Stranger Than Heaven features a mixed voice cast of Japanese and American actors, including musicians Snoop Dogg, Tori Kelly, Ado and Official Hige Dandism's lead vocalist Satoshi Fujihara; all four artists perform the main theme song of the game, "Stranger Than Heaven", in addition to portraying their characters. The appearance of Ado's character, Keiko Shirai, was stated to be an original design, with supervision and approval from Ado's representatives, in an effort to maintain the singer's secret identity; Yokoyama added that any resemblance between Ado and her character would be purely coincidental. Yokoyama cited Yu Shirota as a "perfect fit" for the role of Makoto Daito, as the actor is also of mixed race, highlighting the "estranged" and "ambiguous" nature of Daito. Both Shirota and Dean Fujioka, who portrays Daito's friend and rival Yu Shinjo, have musical backgrounds, which further compliments their characters' roles and connection to the game's theme. In contrast with recent RGG Studio titles which feature separate audio tracks for Japanese and English voiceover, Stranger Than Heaven uses only one audio track with both languages being used, dependent on the setting, background, and context of each scenario. According to Yokoyama, this was done to preserve the authenticity of the game world, reflecting the characters' origins and language fluency.

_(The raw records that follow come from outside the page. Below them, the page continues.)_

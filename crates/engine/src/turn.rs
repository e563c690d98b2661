//! The turn processor: one user message in, one cited answer out.
//!
//! A turn runs under its conversation's lock from the state read to the
//! compaction check, so two turns in the same conversation never interleave.
//! Turns in different conversations proceed independently.

use crate::citation::extract_citations;
use crate::compactor::{CompactionThresholds, ContextCompactor, LlmSummarizer, crossed};
use crate::confidence::fuse_confidence_with;
use crate::intent::{LlmIntentClassifier, classify_intent};
use crate::loader::load_cards_by_relevance;
use crate::prompt::{PromptBuilder, PromptInput, PromptStats};
use crate::working_set::{high_relevance_ids, recent_citation_sets, update_active_set};
use cardwise_config::{AppConfig, ConfidenceConfig};
use cardwise_core::card::{Citation, LoadedCard};
use cardwise_core::collaborator::{IntentClassifier, Summarizer};
use cardwise_core::error::EngineError;
use cardwise_core::intent::Intent;
use cardwise_core::message::{ConversationId, ConversationState, Message, NewConversation, TurnCommit};
use cardwise_core::provider::{Provider, ProviderRequest, Usage};
use cardwise_core::store::{CardCatalog, ConversationStore};
use std::collections::HashMap;
use std::sync::{Arc, Mutex};
use tokio::sync::OwnedMutexGuard;
use tracing::{debug, info, warn};

// ── Settings ──────────────────────────────────────────────────────────────

/// Per-turn knobs, usually taken from [`AppConfig`].
#[derive(Debug, Clone)]
pub struct TurnSettings {
    pub model: String,
    pub temperature: f32,
    pub max_tokens: Option<u32>,
    /// Decay window `W`, in raw persisted messages.
    pub decay_window: usize,
    /// Loaded cards at or above this relevance stay active.
    pub high_relevance: u8,
    /// Prior messages replayed into the prompt, before the token budget.
    pub history_messages: usize,
    pub compaction_enabled: bool,
    pub confidence: ConfidenceConfig,
}

impl Default for TurnSettings {
    fn default() -> Self {
        Self {
            model: "gpt-4o-mini".into(),
            temperature: 0.7,
            max_tokens: None,
            decay_window: 10,
            high_relevance: 80,
            history_messages: 20,
            compaction_enabled: true,
            confidence: ConfidenceConfig::default(),
        }
    }
}

impl From<&AppConfig> for TurnSettings {
    fn from(config: &AppConfig) -> Self {
        Self {
            model: config.provider.model.clone(),
            temperature: config.provider.temperature,
            max_tokens: Some(config.provider.max_tokens),
            decay_window: config.working_set.decay_window,
            high_relevance: config.working_set.high_relevance,
            history_messages: config.prompt.history_messages,
            compaction_enabled: config.compaction.enabled,
            confidence: config.confidence.clone(),
        }
    }
}

// ── Conversation locks ────────────────────────────────────────────────────

/// Idle locks are pruned once the map grows past this many entries.
const DEFAULT_PRUNE_THRESHOLD: usize = 1024;

/// One async lock per conversation, created on first use.
///
/// Entries no turn holds or waits on are dropped whenever the map passes
/// the prune threshold, so memory tracks active conversations.
pub struct ConversationLocks {
    locks: Mutex<HashMap<ConversationId, Arc<tokio::sync::Mutex<()>>>>,
    prune_threshold: usize,
}

impl Default for ConversationLocks {
    fn default() -> Self {
        Self {
            locks: Mutex::new(HashMap::new()),
            prune_threshold: DEFAULT_PRUNE_THRESHOLD,
        }
    }
}

impl ConversationLocks {
    pub fn new() -> Self {
        Self::default()
    }

    pub fn with_prune_threshold(mut self, threshold: usize) -> Self {
        self.prune_threshold = threshold.max(1);
        self
    }

    /// Wait for exclusive access to `id`. Released when the guard drops.
    pub async fn acquire(&self, id: &ConversationId) -> OwnedMutexGuard<()> {
        let lock = {
            let mut locks = self.locks.lock().unwrap_or_else(|e| e.into_inner());
            if locks.len() >= self.prune_threshold && !locks.contains_key(id) {
                let before = locks.len();
                // The map holds one reference; any other is a guard or a waiter.
                locks.retain(|_, lock| Arc::strong_count(lock) > 1);
                debug!(pruned = before - locks.len(), remaining = locks.len(), "Pruned idle conversation locks");
            }
            locks.entry(id.clone()).or_default().clone()
        };
        lock.lock_owned().await
    }

    /// Number of conversations currently tracked.
    pub fn len(&self) -> usize {
        self.locks.lock().unwrap_or_else(|e| e.into_inner()).len()
    }

    pub fn is_empty(&self) -> bool {
        self.len() == 0
    }
}

// ── Outcome ───────────────────────────────────────────────────────────────

/// Everything a completed turn produced.
#[derive(Debug, Clone)]
pub struct TurnOutcome {
    /// The persisted assistant message.
    pub message: Message,
    pub citations: Vec<Citation>,
    pub confidence: u8,
    pub intent: Intent,
    pub loaded: Vec<LoadedCard>,
    pub active_card_ids: Vec<String>,
    /// Whether a new summary was written this turn.
    pub compacted: bool,
    pub usage: Option<Usage>,
    pub prompt: PromptStats,
}

// ── Processor ─────────────────────────────────────────────────────────────

/// Runs turns end-to-end over the collaborator traits.
pub struct TurnProcessor {
    catalog: Arc<dyn CardCatalog>,
    store: Arc<dyn ConversationStore>,
    provider: Arc<dyn Provider>,
    classifier: Option<Arc<dyn IntentClassifier>>,
    compactor: ContextCompactor,
    prompt: PromptBuilder,
    settings: TurnSettings,
    locks: ConversationLocks,
}

impl TurnProcessor {
    /// A processor with keyword-only intent and no summarizer.
    pub fn new(
        catalog: Arc<dyn CardCatalog>,
        store: Arc<dyn ConversationStore>,
        provider: Arc<dyn Provider>,
    ) -> Self {
        Self {
            catalog,
            store,
            provider,
            classifier: None,
            compactor: ContextCompactor::new(CompactionThresholds::default()),
            prompt: PromptBuilder::new(
                "You are a helpful assistant for this business. Answer from the knowledge cards when they apply.",
                1500,
            ),
            settings: TurnSettings::default(),
            locks: ConversationLocks::new(),
        }
    }

    /// Build a processor from configuration.
    ///
    /// `provider` should already carry the retry and rate-limit wrapper; the
    /// classifier and summarizer share it with their own models.
    pub fn from_config(
        config: &AppConfig,
        catalog: Arc<dyn CardCatalog>,
        store: Arc<dyn ConversationStore>,
        provider: Arc<dyn Provider>,
    ) -> Self {
        let mut processor = Self::new(catalog, store, provider.clone())
            .with_settings(TurnSettings::from(config))
            .with_prompt(PromptBuilder::from_config(&config.prompt))
            .with_compaction(CompactionThresholds::from(&config.compaction));

        if config.classifier.enabled {
            processor = processor.with_classifier(Arc::new(
                LlmIntentClassifier::new(provider.clone(), config.classifier_model())
                    .with_temperature(config.classifier.temperature),
            ));
        }
        if config.summarizer.enabled {
            processor = processor.with_summarizer(Arc::new(
                LlmSummarizer::new(provider, config.summarizer_model())
                    .with_temperature(config.summarizer.temperature),
            ));
        }
        processor
    }

    pub fn with_classifier(mut self, classifier: Arc<dyn IntentClassifier>) -> Self {
        self.classifier = Some(classifier);
        self
    }

    pub fn with_summarizer(mut self, summarizer: Arc<dyn Summarizer>) -> Self {
        self.compactor = self.compactor.with_summarizer(summarizer);
        self
    }

    /// Replace the compaction cadence, keeping any summarizer.
    pub fn with_compaction(mut self, thresholds: CompactionThresholds) -> Self {
        self.compactor = self.compactor.with_thresholds(thresholds);
        self
    }

    pub fn with_prompt(mut self, prompt: PromptBuilder) -> Self {
        self.prompt = prompt;
        self
    }

    pub fn with_settings(mut self, settings: TurnSettings) -> Self {
        self.settings = settings;
        self
    }

    pub fn settings(&self) -> &TurnSettings {
        &self.settings
    }

    /// Open a new conversation in the backing store.
    pub async fn start_conversation(
        &self,
        new: NewConversation,
    ) -> Result<ConversationState, EngineError> {
        let state = self.store.create_conversation(new).await?;
        info!(
            conversation_id = %state.id,
            business_id = %state.business_id,
            has_knowledge_base = state.has_knowledge_base,
            "Conversation started"
        );
        Ok(state)
    }

    /// Process one user message.
    ///
    /// On `GenerationFailed` the user message stays persisted and nothing
    /// else changes. Classification and summarization problems degrade
    /// silently to their fallbacks.
    pub async fn process_turn(
        &self,
        id: &ConversationId,
        user_message: &str,
    ) -> Result<TurnOutcome, EngineError> {
        let _guard = self.locks.acquire(id).await;

        let state = self.store.state(id).await?;
        let catalog = self.catalog.cards(&state.business_id).await?;
        info!(
            conversation_id = %id,
            cards = catalog.len(),
            message_count = state.message_count,
            "Processing turn"
        );

        let user = self.store.append_user_message(id, user_message).await?;

        // ── Intent and loading ──
        let intent = classify_intent(user_message, &catalog, self.classifier.as_deref()).await;
        let (loaded, relevance) = load_cards_by_relevance(&catalog, &intent);
        debug!(
            conversation_id = %id,
            category = %intent.category,
            source = ?intent.source,
            intent_confidence = intent.confidence,
            "Intent resolved"
        );

        // ── Prompt ──
        let window = self.settings.decay_window.max(self.settings.history_messages + 1);
        let recent = self.store.recent_messages(id, window).await?;
        let prior = match recent.last() {
            Some(last) if last.id == user.id => &recent[..recent.len() - 1],
            _ => &recent[..],
        };
        let history = &prior[prior.len().saturating_sub(self.settings.history_messages)..];

        let assembled = self.prompt.build(&PromptInput {
            loaded_cards: &loaded,
            summary: state.context_summary.as_deref(),
            history,
            user_message,
        });

        // ── Generation ──
        let request = ProviderRequest {
            model: self.settings.model.clone(),
            messages: assembled.messages,
            temperature: self.settings.temperature,
            max_tokens: self.settings.max_tokens,
        };
        let response = match self.provider.complete(request).await {
            Ok(response) => response,
            Err(e) => {
                warn!(
                    conversation_id = %id,
                    provider = self.provider.name(),
                    error = %e,
                    "Generation failed, turn aborted"
                );
                return Err(EngineError::GenerationFailed(e));
            }
        };

        // ── Evidence ──
        let citations = extract_citations(&response.content, &loaded, &catalog);
        let confidence = fuse_confidence_with(
            &citations,
            &relevance,
            &catalog,
            state.has_knowledge_base,
            &self.settings.confidence,
        );

        let active_card_ids = update_active_set(
            &citations,
            &state.active_card_ids,
            &recent_citation_sets(&recent, self.settings.decay_window),
            &high_relevance_ids(&loaded, self.settings.high_relevance),
        );

        // ── Commit ──
        let message = self
            .store
            .commit_turn(
                id,
                TurnCommit {
                    content: response.content,
                    citations: citations.clone(),
                    confidence,
                    active_card_ids: active_card_ids.clone(),
                },
            )
            .await?;

        info!(
            conversation_id = %id,
            citations = citations.len(),
            confidence,
            active_cards = active_card_ids.len(),
            sequence_number = message.sequence_number,
            "Turn committed"
        );

        // ── Compaction ──
        let compacted = self.settings.compaction_enabled
            && crossed(
                state.message_count,
                message.sequence_number,
                self.compactor.thresholds(),
            )
            && self
                .compactor
                .compact(
                    self.store.as_ref(),
                    id,
                    message.sequence_number,
                    state.context_summary.as_deref(),
                )
                .await;

        Ok(TurnOutcome {
            message,
            citations,
            confidence,
            intent,
            loaded,
            active_card_ids,
            compacted,
            usage: response.usage,
            prompt: assembled.stats,
        })
    }
}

Stranger Than Heaven features the likenesses of late actor Bunta Sugawara and rapper Tupac Shakur, with permission from their respective estates; Sugawara's character Genzo Iwaki is voiced by Takashi Ukaji, while a voice actor for Shakur's character Amaru has not yet been named. Speaking on the inclusion of both Sugawara and Shakur, Yokoyama stated that RGG Studio spoke to both actors' estates and their respective family members in order to ensure that the characters would honor the actors and their families, while also confirming that they would not use generative AI to replicate the actors' voices for their characters. The addition of Shakur was made late into the game's development, and was suggested to Yokoyama by Snoop Dogg, who would later introduce the studio to Shakur's estate and family to discuss his inclusion. The reveal of Shakur's involvement in the game was met with mixed reactions from fans, with some expressing concern over the use of a deceased person's likeness for profit, while others supported his appearance, believing that it was done with consent from all parties involved. Yokoyama acknowledged the international reception to the studio's decision, noting that domestic fans had a similar reaction to Sugawara's inclusion; however, he reaffirmed the studio's belief that the decision would add value to the game, and their goal was to create something that players would enjoy.

== Release ==
Stranger Than Heaven is set to release for PlayStation 5, Windows and Xbox Series X/S on January 15, 2027.

== Live-action adaptation ==
In September 2026, Sega announced that a live-action film adaptation of Stranger Than Heaven was being developed in collaboration with Netflix. Sega's Senior Executive Officer Toru Nakahara is set to be a producer of the film.